Scott Hall, a Georgia bail bondsman and Fulton County Republican poll watcher who was captured on surveillance video the same day the breach happened and acknowledged he gained access to a voting machine, testified as a witness for over three hours last week in the state-level probe overseen by Fulton County District Attorney Fani Willis, the sources said.
Hall’s appearance before the grand jury has not been previously reported.
On January 7, 2021, the day after the attack on the US Capitol, Hall and others connected to Trump lawyer Sidney Powell spent hours inside a restricted area of the Coffee County elections office, where they set up computers near election equipment and appeared to access voting data.
Willis’s criminal investigation recently expanded to include the breach of voting systems in the deeply-red Coffee County by operatives working for Powell.
Hall did not respond to repeated requests for comment.
According to court documents obtained by CNN, Hall’s role investigating supposed voter fraud in Georgia is also referenced in a November 2020 email that the head of Trump’s election day operations in Georgia received from the state’s Republican Party Chairman.
“Scott Hall has been looking into the election on behalf of the President at the request of David Bossie. I know him,” David Shafer, the Georgia Republican Party chairman wrote on November 20, 2020, to Robert Sinners, the head of Trump’s Georgia election day operations.
Shafer, who was among the 16 individuals who served as a fake Trump elector in Georgia, has been informed he is a target in the Fulton County DA’s criminal investigation.
Bossie, a long-time Republican operative who served as Trump’s deputy campaign manager during the 2016 presidential election, is a close ally of the former President and was initially tapped to lead his post-2020 election legal challenges.
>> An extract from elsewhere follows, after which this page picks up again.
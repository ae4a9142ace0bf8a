//! Command implementations.

pub mod list;
pub mod output;
pub mod run;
While Bossie was effectively sidelined as leader of the Trump campaign’s litigation push just a few weeks after Election Day, according to Bob Woodward and Robert Costa’s book “Peril,” he remains a prominent member of the Republican Party, having served as the GOP national committeeman for Maryland.
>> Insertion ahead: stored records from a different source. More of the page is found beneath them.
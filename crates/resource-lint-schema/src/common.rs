//! Tier 2: schemas returned by the vendored `commonschema` helpers.
//!
//! The helper package is read once per cache. The population path takes
//! the write lock and re-checks, so concurrent passes never load it twice;
//! an empty result is not stored, so a later pass that can see the vendor
//! directory gets another try.

use std::collections::HashMap;
use std::sync::{Arc, PoisonError, RwLock};

use resource_lint_core::{AnalysisError, Analyzer, Fact, LintContext, Pass};
use resource_lint_go::package::decl_name;
use resource_lint_go::{ast, GoPackage, PackageLoader};
use tracing::{debug, info, warn};

use crate::resolve::{return_expression, Resolved, Resolver, Site};
use crate::SchemaInfo;

/// Import path of the shared schema-fragment library.
pub const COMMON_SCHEMA_PACKAGE: &str =
    "github.com/hashicorp/go-azure-helpers/resourcemanager/commonschema";

/// Analyzer name.
pub const NAME: &str = "schema-common";

/// Schemas keyed by `importPath.FunctionName`.
#[derive(Debug, Default)]
pub struct CommonSchemas {
    schemas: HashMap<String, SchemaInfo>,
}

impl CommonSchemas {
    /// Extracts every exported function of `package` that returns a
    /// `Schema` literal, directly, through `&` or through a local variable.
    #[must_use]
    pub fn from_package(package: &GoPackage, resolver: &Resolver<'_>) -> Self {
        let mut schemas = HashMap::new();
        for file in package.files().iter().filter(|f| !f.is_test()) {
            for decl in ast::named_children(file.root()) {
                if decl.kind() != "function_declaration" {
                    continue;
                }
                let Some(name) = decl_name(file, decl) else {
                    continue;
                };
                if !name.starts_with(|c: char| c.is_ascii_uppercase()) {
                    continue;
                }
                let Some(expr) = return_expression(decl) else {
                    continue;
                };
                if let Some(Resolved::Schema(info)) = resolver.resolve(Site::new(package, file), expr) {
                    schemas.insert(format!("{}.{}", package.import_path(), name), info);
                }
            }
        }
        debug!(
            "Extracted {} common schema(s) from {}",
            schemas.len(),
            package.import_path()
        );
        Self { schemas }
    }

    /// Schema returned by `import_path.function`.
    #[must_use]
    pub fn get(&self, import_path: &str, function: &str) -> Option<&SchemaInfo> {
        self.schemas.get(&format!("{import_path}.{function}"))
    }

    /// Number of known functions.
    #[must_use]
    pub fn len(&self) -> usize {
        self.schemas.len()
    }

    /// Whether nothing was extracted.
    #[must_use]
    pub fn is_empty(&self) -> bool {
        self.schemas.is_empty()
    }
}

/// Write-once cache of [`CommonSchemas`].
#[derive(Debug, Default)]
pub struct CommonSchemaCache {
    slot: RwLock<Option<Arc<CommonSchemas>>>,
}

impl CommonSchemaCache {
    /// Creates an empty cache.
    #[must_use]
    pub fn new() -> Self {
        Self::default()
    }

    /// Cached schemas, populating them with `populate` on first use.
    ///
    /// An empty population is returned but not stored.
    pub fn get_or_populate(&self, populate: impl FnOnce() -> CommonSchemas) -> Arc<CommonSchemas> {
        if let Some(cached) = self.cached() {
            return cached;
        }

        let mut slot = self.slot.write().unwrap_or_else(PoisonError::into_inner);
        if let Some(cached) = slot.as_ref() {
            return Arc::clone(cached);
        }
        let schemas = Arc::new(populate());
        if schemas.is_empty() {
            debug!("No common schemas found, not caching");
        } else {
            *slot = Some(Arc::clone(&schemas));
        }
        schemas
    }

    /// Cached schemas, if populated.
    #[must_use]
    pub fn cached(&self) -> Option<Arc<CommonSchemas>> {
        self.slot
            .read()
            .unwrap_or_else(PoisonError::into_inner)
            .as_ref()
            .map(Arc::clone)
    }
}

/// Loads the vendored `commonschema` package and publishes its schemas.
///
/// Fact: `Arc<CommonSchemas>`, empty when the package cannot be found.
#[derive(Debug, Default, Clone)]
pub struct CommonSchemaAnalyzer {
    cache: Arc<CommonSchemaCache>,
}

impl CommonSchemaAnalyzer {
    /// Creates the analyzer with its own cache.
    #[must_use]
    pub fn new() -> Self {
        Self::default()
    }

    /// Shares `cache` with other analyzer instances.
    #[must_use]
    pub fn with_cache(cache: Arc<CommonSchemaCache>) -> Self {
        Self { cache }
    }
}

impl Analyzer for CommonSchemaAnalyzer {
    fn name(&self) -> &'static str {
        NAME
    }

    fn doc(&self) -> &'static str {
        "extract schemas returned by the vendored commonschema helpers"
    }

    fn reports(&self) -> bool {
        false
    }

    fn run(&self, pass: &mut Pass<'_>) -> Result<Option<Fact>, AnalysisError> {
        let ctx = pass.context();
        let schemas = self.cache.get_or_populate(|| populate(ctx));
        Ok(Some(Box::new(schemas)))
    }
}

fn populate(ctx: &LintContext) -> CommonSchemas {
    let resolver = Resolver::local(&ctx.registry);
    if let Some(package) = ctx.registry.get(COMMON_SCHEMA_PACKAGE) {
        return CommonSchemas::from_package(package, &resolver);
    }

    let Some(module) = &ctx.module else {
        debug!("No module to locate {} from", COMMON_SCHEMA_PACKAGE);
        return CommonSchemas::default();
    };
    let Some(dir) = module.dir_for_import(COMMON_SCHEMA_PACKAGE) else {
        debug!("{} is not vendored", COMMON_SCHEMA_PACKAGE);
        return CommonSchemas::default();
    };

    let loader = PackageLoader::new(module.clone(), module.root());
    match loader.load_package_dir(&dir, COMMON_SCHEMA_PACKAGE) {
        Ok(Some(package)) => {
            let schemas = CommonSchemas::from_package(&package, &resolver);
            info!("Loaded {} common schema(s)", schemas.len());
            schemas
        }
        Ok(None) => CommonSchemas::default(),
        Err(errors) => {
            for error in errors {
                warn!("Failed to load {}: {}", COMMON_SCHEMA_PACKAGE, error);
            }
            CommonSchemas::default()
        }
    }
}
Bossie is also Hall’s brother-in-law, according to two sources familiar with their relationship.
Bossie did not respond to CNN’s request for comment.
During his recent deposition as part of a separate civil case related to election security in Georgia, Sinners was asked about his knowledge of the Coffee County breach.
Sinners, who is currently the Director of Communications for Georgia Secretary of State Brad Raffensperger, told CNN that he continues to comply with the investigations to the best of his ability, and that his deposition in the civil case shows that he didn’t know anything about the data breach at the Coffee County elections office.
In his recent deposition, Sinners said that he spoke on the phone with Hall for less than a few minutes in the aftermath of the 2020 election and the Georgia bail bondsman had some “wild theories.”
“I did not believe that he was an authoritative source of election information,” Sinners said about Hall, according to court documents.
Asked why he didn’t flag authorities about Hall, Sinners said, “If I had reached out to law enforcement about every single wing nut conspiracy theory that somebody contacted me about, I would still be there until next Christmas,” according to court documents.
Shafer told CNN that he didn’t want to comment on the Fulton County special grand jury investigation at this time, but noted that the reason he emailed Sinners in November 2020 was because Hall had asked the Georgia Republican Party for a list of complaints received by voters who claimed to have cast absentee ballots when they had not actually done so.